Слава оставался еще на неделю в Праге. Кинулся он в магазины: покупать сервизы, люстры, одеяла… В общем, почувствовал себя будущим главой счастливого семейства. Со свойственной ему быстротой он решил, что по приезде в Москву я прямо с аэродрома, не заезжая к себе домой, должна ехать к нему.
— Да как же я могу так расстаться с человеком, с которым прожила десять лет! Он ничего мне плохого не сделал!
— Тогда сразу расскажи ему все и позвони мне — я тебя буду ждать.
— Хорошо, но только дай мне слово, что никому на свете не скажешь, что мы решили пожениться: я не хочу, чтобы Марк узнал об этом не от меня.
В те годы, когда наши правительственные делегации ездили по западным странам «налаживать отношения», они часто брали с собой «тяжелую артиллерию» — артистов.

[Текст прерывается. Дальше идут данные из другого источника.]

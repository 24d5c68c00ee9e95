//! orgstats CLI entry point

use anyhow::Result;
use clap::Parser;
use orgstats::cli;
use tracing_subscriber::{fmt, prelude::*, EnvFilter};

fn main() -> Result<()> {
    let cli = cli::Cli::parse();

    // RUST_LOG wins over --log-level
    let filter =
        EnvFilter::try_from_default_env().unwrap_or_else(|_| EnvFilter::new(&cli.log_level));
    tracing_subscriber::registry()
        .with(fmt::layer().with_writer(std::io::stderr))
        .with(filter)
        .init();

    cli::run(cli)
}
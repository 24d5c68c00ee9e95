//! One repository's walk through its years

use super::summary::RepoOutcome;
use crate::analyzer::YearAnalyzer;
use crate::error::{PipelineError, PipelineResult};
use crate::github::RepositoryApi;
use crate::mirror::MirrorProvider;
use crate::models::{RepositoryIdentity, YearlyStats};
use crate::state::Fingerprints;
use std::path::{Path, PathBuf};
use std::sync::Arc;
use tokio_util::sync::CancellationToken;
use tracing::{debug, info, warn};

/// Shared, read-only inputs of every repository task
pub(crate) struct TaskContext<A, M, Y> {
    pub api: Arc<A>,
    pub mirrors: Arc<M>,
    pub analyzer: Arc<Y>,
    pub cancel: CancellationToken,
    pub snapshot: Arc<Fingerprints>,
    pub end_year: i32,
    pub mirror_root: PathBuf,
    pub git_host: String,
    pub login: String,
    pub credential: String,
}

/// Run a blocking API call off the runtime, racing it against cancellation
pub(crate) async fn blocking<T, F>(cancel: &CancellationToken, f: F) -> PipelineResult<T>
where
    F: FnOnce() -> PipelineResult<T> + Send + 'static,
    T: Send + 'static,
{
    if cancel.is_cancelled() {
        return Err(PipelineError::Cancelled);
    }
    let handle = tokio::task::spawn_blocking(f);
    tokio::select! {
        biased;
        _ = cancel.cancelled() => Err(PipelineError::Cancelled),
        joined = handle => joined.map_err(|e| PipelineError::Io(std::io::Error::other(e.to_string())))?,
    }
}

impl<A, M, Y> TaskContext<A, M, Y>
where
    A: RepositoryApi,
    M: MirrorProvider,
    Y: YearAnalyzer,
{
    pub async fn process(self: Arc<Self>, repo: RepositoryIdentity) -> RepoOutcome {
        let qualified = repo.qualified_name();

        let creation_year = {
            let api = Arc::clone(&self.api);
            let (org, name) = (repo.org.clone(), repo.name.clone());
            match blocking(&self.cancel, move || api.resolve_creation_year(&org, &name)).await {
                Ok(y) => y,
                Err(e) => {
                    log_task_failure(&qualified, "resolving creation year", &e);
                    return RepoOutcome::failed(repo, e);
                }
            }
        };

        let local_path = repo.mirror_path(&self.mirror_root);
        let remote = repo.remote_url(&self.git_host, &self.login, &self.credential);
        if let Err(e) = self
            .mirrors
            .ensure_mirror(&remote, &local_path, &self.cancel)
            .await
        {
            log_task_failure(&qualified, "updating mirror", &e);
            return RepoOutcome::failed(repo, e);
        }

        let mut outcome = RepoOutcome::new(repo);
        for year in creation_year..=self.end_year {
            if self.cancel.is_cancelled() {
                outcome.error = Some(PipelineError::Cancelled);
                break;
            }

            let sha = {
                let api = Arc::clone(&self.api);
                let (org, name) = (outcome.repo.org.clone(), outcome.repo.name.clone());
                blocking(&self.cancel, move || {
                    api.resolve_latest_commit_sha(&org, &name, year)
                })
                .await
            };
            let sha = match sha {
                Ok(Some(sha)) => sha,
                Ok(None) => {
                    debug!("{} has no commits before the end of {}", qualified, year);
                    outcome.skipped_years += 1;
                    continue;
                }
                Err(e) if e.is_run_fatal() || matches!(e, PipelineError::Cancelled) => {
                    outcome.error = Some(e);
                    break;
                }
                Err(e) => {
                    warn!("{} {}: could not resolve latest commit: {}", qualified, year, e);
                    outcome.failed_years += 1;
                    continue;
                }
            };

            if self.snapshot.matches(&qualified, year, &sha) {
                debug!("{} {} unchanged at {}, skipping", qualified, year, sha);
                outcome.skipped_years += 1;
                continue;
            }

            match self.analyze_year(&local_path, year, sha).await {
                Ok(stats) => {
                    info!(
                        "{} {}: {} commits, {} contributors, {} lines",
                        qualified,
                        year,
                        stats.commits_count,
                        stats.contributors.len(),
                        stats.lines_of_code
                    );
                    outcome.malformed_commits += stats.malformed_commits_skipped;
                    outcome.years.push((year, stats));
                }
                Err(PipelineError::Cancelled) => {
                    outcome.error = Some(PipelineError::Cancelled);
                    break;
                }
                Err(e) => {
                    warn!("{} {}: {}", qualified, year, e);
                    outcome.failed_years += 1;
                }
            }
        }

        outcome
    }

    /// Collect one year's stats. Counts and size are required; commit details
    /// are best effort.
    async fn analyze_year(
        &self,
        path: &Path,
        year: i32,
        latest_commit_sha: String,
    ) -> PipelineResult<YearlyStats> {
        let cancel = &self.cancel;
        let required = |what: &str, e: PipelineError| match e {
            PipelineError::Cancelled => PipelineError::Cancelled,
            e => PipelineError::PartialData(format!("{} unavailable, year not recorded ({})", what, e)),
        };

        let commits_count = self
            .analyzer
            .count_commits(path, year, cancel)
            .await
            .map_err(|e| required("commit count", e))?;
        let contributors = self
            .analyzer
            .count_by_contributor(path, year, cancel)
            .await
            .map_err(|e| required("contributors", e))?;
        let lines_of_code = self
            .analyzer
            .count_lines(path, cancel)
            .await
            .map_err(|e| required("line count", e))?;

        let (commits, commits_detail_available, malformed) =
            match self.analyzer.list_commit_details(path, year, cancel).await {
                Ok(batch) => (batch.commits, true, batch.malformed),
                Err(PipelineError::Cancelled) => return Err(PipelineError::Cancelled),
                Err(e) => {
                    warn!(
                        "{} {}: commit details unavailable, recording counts only ({})",
                        path.display(),
                        year,
                        e
                    );
                    (Vec::new(), false, 0)
                }
            };

        let stats = YearlyStats {
            latest_commit_sha,
            lines_of_code,
            commits_count,
            contributors,
            commits,
            commits_detail_available,
            malformed_commits_skipped: malformed,
        };
        if !stats.is_consistent() {
            warn!(
                "{} {}: counts disagree ({} commits, {} by contributor, {} detailed)",
                path.display(),
                year,
                stats.commits_count,
                stats.contributor_total(),
                stats.commits.len()
            );
        }
        Ok(stats)
    }
}

fn log_task_failure(repo: &str, stage: &str, e: &PipelineError) {
    match e {
        PipelineError::Cancelled => debug!("{} cancelled while {}", repo, stage),
        _ => warn!("{} failed while {}: {}", repo, stage, e),
    }
}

Певцы, скрипачи, пианисты, красивые балерины помогали членам нашего правительства, не привыкшим к светскому общению, создавать непринужденную обстановку на банкетах и приемах.
На этот раз поездка была особенно щекотливой: первый визит советской правительственной делегации в Югославию после разрыва Сталина с Тито. Ехали на поклон, мириться, и вот на этом самом замирении я и присутствовала.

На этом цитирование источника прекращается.